## Exercise
Transcribe, exactly as they appear, only the lines from the one holding "#[derive(Eq, PartialEq, Copy, Clone, Debug, Ord, PartialOrd)]" through the end of the entries below.

[Dataset entries]
#[derive(Eq, PartialEq, Copy, Clone, Debug)]
pub struct Width(pub usize);
#[derive(Eq, PartialEq, Copy, Clone, Debug)]
pub struct Height(pub usize);

#[derive(Eq, PartialEq, Copy, Clone, Debug)]
pub struct PixelsPerInch(pub u32);

/// Number of frame boundaries a caller has to yield before a surface's pixels are readable.
#[derive(Eq, PartialEq, Copy, Clone, Debug, Ord, PartialOrd)]
pub struct FrameTicks(pub u32);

## Solution to this task
#[derive(Eq, PartialEq, Copy, Clone, Debug, Ord, PartialOrd)]
pub struct FrameTicks(pub u32);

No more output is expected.